Your goal:
Give back every record that follows, exactly as written.

Data for analysis:
//! 请求与响应 DTO

mod request;
mod response;

pub use request::*;
pub use response::*;
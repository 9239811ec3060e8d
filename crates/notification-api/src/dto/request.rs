//! 请求 DTO

use chrono::{DateTime, Utc};
use serde::Deserialize;
use validator::Validate;

/// 发送通知
#[derive(Debug, Deserialize, Validate)]
pub struct NotifyRequest {
    #[validate(length(min = 1, message = "消息内容不能为空"))]
    pub message: String,
    pub chat_id: Option<String>,
    pub chat_ids: Option<Vec<String>>,
    pub parse_mode: Option<String>,
    pub category: Option<String>,
}

/// Webhook 通知
#[derive(Debug, Deserialize, Validate)]
pub struct WebhookRequest {
    #[validate(length(min = 1, message = "消息内容不能为空"))]
    pub message: String,
    #[serde(default = "default_level")]
    pub level: String,
    pub source: Option<String>,
}

fn default_level() -> String {
    "INFO".to_string()
}

/// 订阅分类
#[derive(Debug, Deserialize)]
pub struct SubscribeRequest {
    pub category: String,
}

/// 触发规则
#[derive(Debug, Clone, Deserialize)]
#[serde(tag = "type", rename_all = "snake_case")]
pub enum TriggerRequest {
    Cron { expression: String },
    Interval { seconds: u64 },
    Once { at: DateTime<Utc> },
}

/// 创建定时任务
#[derive(Debug, Deserialize, Validate)]
pub struct ScheduleRequest {
    #[validate(length(min = 1, max = 128, message = "job_id 长度必须在 1-128 个字符之间"))]
    pub job_id: String,
    #[validate(length(min = 1, message = "消息内容不能为空"))]
    pub message: String,
    pub chat_ids: Option<Vec<String>>,
    pub category: Option<String>,
    pub parse_mode: Option<String>,
    pub trigger: TriggerRequest,
}

/// 发送系统报告
#[derive(Debug, Default, Deserialize)]
pub struct SystemReportQuery {
    pub chat_id: Option<String>,
}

Result of the task:
//! 请求与响应 DTO

mod request;
mod response;

pub use request::*;
pub use response::*;
repository 9239811ec3060e8d
filename crates/notification-api/src/dto/request.rs
//! 请求 DTO

use chrono::{DateTime, Utc};
use serde::Deserialize;
use validator::Validate;

/// 发送通知
#[derive(Debug, Deserialize, Validate)]
pub struct NotifyRequest {
    #[validate(length(min = 1, message = "消息内容不能为空"))]
    pub message: String,
    pub chat_id: Option<String>,
    pub chat_ids: Option<Vec<String>>,
    pub parse_mode: Option<String>,
    pub category: Option<String>,
}

/// Webhook 通知
#[derive(Debug, Deserialize, Validate)]
pub struct WebhookRequest {
    #[validate(length(min = 1, message = "消息内容不能为空"))]
    pub message: String,
    #[serde(default = "default_level")]
    pub level: String,
    pub source: Option<String>,
}

fn default_level() -> String {
    "INFO".to_string()
}

/// 订阅分类
#[derive(Debug, Deserialize)]
pub struct SubscribeRequest {
    pub category: String,
}

/// 触发规则
#[derive(Debug, Clone, Deserialize)]
#[serde(tag = "type", rename_all = "snake_case")]
pub enum TriggerRequest {
    Cron { expression: String },
    Interval { seconds: u64 },
    Once { at: DateTime<Utc> },
}

/// 创建定时任务
#[derive(Debug, Deserialize, Validate)]
pub struct ScheduleRequest {
    #[validate(length(min = 1, max = 128, message = "job_id 长度必须在 1-128 个字符之间"))]
    pub job_id: String,
    #[validate(length(min = 1, message = "消息内容不能为空"))]
    pub message: String,
    pub chat_ids: Option<Vec<String>>,
    pub category: Option<String>,
    pub parse_mode: Option<String>,
    pub trigger: TriggerRequest,
}

/// 发送系统报告
#[derive(Debug, Default, Deserialize)]
pub struct SystemReportQuery {
    pub chat_id: Option<String>,
}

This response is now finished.